> Exercise requirements
Starting with the first line, output the data exactly through to the end.

> Records supplied
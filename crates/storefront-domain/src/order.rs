//! Order lifecycle enums.

use std::fmt;
use std::str::FromStr;

use serde::{Deserialize, Serialize};

/// Fulfilment status of an order.
///
/// Orders start as `Pending` and move forward only through
/// [`OrderStatus::can_transition_to`].
#[derive(Debug, Clone, Copy, PartialEq, Eq, Hash, Default, Serialize, Deserialize)]
#[serde(rename_all = "snake_case")]
pub enum OrderStatus {
    #[default]
    Pending,
    Processing,
    Shipped,
    Delivered,
    Cancelled,
}

impl OrderStatus {
    pub fn as_str(self) -> &'static str {
        match self {
            Self::Pending => "pending",
            Self::Processing => "processing",
            Self::Shipped => "shipped",
            Self::Delivered => "delivered",
            Self::Cancelled => "cancelled",
        }
    }

    /// Whether an administrator may move an order from `self` to `next`.
    ///
    /// Shipped orders can no longer be cancelled; delivered and cancelled are terminal.
    pub fn can_transition_to(self, next: OrderStatus) -> bool {
        use OrderStatus::*;
        matches!(
            (self, next),
            (Pending, Processing)
                | (Pending, Cancelled)
                | (Processing, Shipped)
                | (Processing, Cancelled)
                | (Shipped, Delivered)
        )
    }
}

impl fmt::Display for OrderStatus {
    fn fmt(&self, f: &mut fmt::Formatter<'_>) -> fmt::Result {
        f.write_str(self.as_str())
    }
}

/// How the customer pays. Payment records are stored passively; nothing is charged here.
#[derive(Debug, Clone, Copy, PartialEq, Eq, Hash, Default, Serialize, Deserialize)]
pub enum PaymentMethod {
    #[default]
    #[serde(rename = "COD")]
    CashOnDelivery,
    #[serde(rename = "credit_card")]
    CreditCard,
}

impl PaymentMethod {
    pub fn as_str(self) -> &'static str {
        match self {
            Self::CashOnDelivery => "COD",
            Self::CreditCard => "credit_card",
        }
    }
}

impl fmt::Display for PaymentMethod {
    fn fmt(&self, f: &mut fmt::Formatter<'_>) -> fmt::Result {
        f.write_str(self.as_str())
    }
}

#[derive(Debug, Clone, PartialEq, Eq, thiserror::Error)]
#[error("unknown {field}: {value}")]
pub struct UnknownVariant {
    pub field: &'static str,
    pub value: String,
}

impl FromStr for OrderStatus {
    type Err = UnknownVariant;

    fn from_str(s: &str) -> Result<Self, Self::Err> {
        match s {
            "pending" => Ok(Self::Pending),
            "processing" => Ok(Self::Processing),
            "shipped" => Ok(Self::Shipped),
            "delivered" => Ok(Self::Delivered),
            "cancelled" => Ok(Self::Cancelled),
            other => Err(UnknownVariant {
                field: "order status",
                value: other.to_owned(),
            }),
        }
    }
}

impl FromStr for PaymentMethod {
    type Err = UnknownVariant;

    fn from_str(s: &str) -> Result<Self, Self::Err> {
        match s {
            "COD" => Ok(Self::CashOnDelivery),
            "credit_card" => Ok(Self::CreditCard),
            other => Err(UnknownVariant {
                field: "payment method",
                value: other.to_owned(),
            }),
        }
    }
}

> Written answer
filename crates/storefront-domain/src/order.rs
//! Order lifecycle enums.

use std::fmt;
use std::str::FromStr;

use serde::{Deserialize, Serialize};

/// Fulfilment status of an order.
///
/// Orders start as `Pending` and move forward only through
/// [`OrderStatus::can_transition_to`].
#[derive(Debug, Clone, Copy, PartialEq, Eq, Hash, Default, Serialize, Deserialize)]
#[serde(rename_all = "snake_case")]
pub enum OrderStatus {
    #[default]
    Pending,
    Processing,
    Shipped,
    Delivered,
    Cancelled,
}

impl OrderStatus {
    pub fn as_str(self) -> &'static str {
        match self {
            Self::Pending => "pending",
            Self::Processing => "processing",
            Self::Shipped => "shipped",
            Self::Delivered => "delivered",
            Self::Cancelled => "cancelled",
        }
    }

    /// Whether an administrator may move an order from `self` to `next`.
    ///
    /// Shipped orders can no longer be cancelled; delivered and cancelled are terminal.
    pub fn can_transition_to(self, next: OrderStatus) -> bool {
        use OrderStatus::*;
        matches!(
            (self, next),
            (Pending, Processing)
                | (Pending, Cancelled)
                | (Processing, Shipped)
                | (Processing, Cancelled)
                | (Shipped, Delivered)
        )
    }
}

impl fmt::Display for OrderStatus {
    fn fmt(&self, f: &mut fmt::Formatter<'_>) -> fmt::Result {
        f.write_str(self.as_str())
    }
}

/// How the customer pays. Payment records are stored passively; nothing is charged here.
#[derive(Debug, Clone, Copy, PartialEq, Eq, Hash, Default, Serialize, Deserialize)]
pub enum PaymentMethod {
    #[default]
    #[serde(rename = "COD")]
    CashOnDelivery,
    #[serde(rename = "credit_card")]
    CreditCard,
}

impl PaymentMethod {
    pub fn as_str(self) -> &'static str {
        match self {
            Self::CashOnDelivery => "COD",
            Self::CreditCard => "credit_card",
        }
    }
}

impl fmt::Display for PaymentMethod {
    fn fmt(&self, f: &mut fmt::Formatter<'_>) -> fmt::Result {
        f.write_str(self.as_str())
    }
}

#[derive(Debug, Clone, PartialEq, Eq, thiserror::Error)]
#[error("unknown {field}: {value}")]
pub struct UnknownVariant {
    pub field: &'static str,
    pub value: String,
}

impl FromStr for OrderStatus {
    type Err = UnknownVariant;

    fn from_str(s: &str) -> Result<Self, Self::Err> {
        match s {
            "pending" => Ok(Self::Pending),
            "processing" => Ok(Self::Processing),
            "shipped" => Ok(Self::Shipped),
            "delivered" => Ok(Self::Delivered),
            "cancelled" => Ok(Self::Cancelled),
            other => Err(UnknownVariant {
                field: "order status",
                value: other.to_owned(),
            }),
        }
    }
}

impl FromStr for PaymentMethod {
    type Err = UnknownVariant;

    fn from_str(s: &str) -> Result<Self, Self::Err> {
        match s {
            "COD" => Ok(Self::CashOnDelivery),
            "credit_card" => Ok(Self::CreditCard),
            other => Err(UnknownVariant {
                field: "payment method",
                value: other.to_owned(),
            }),
        }
    }
}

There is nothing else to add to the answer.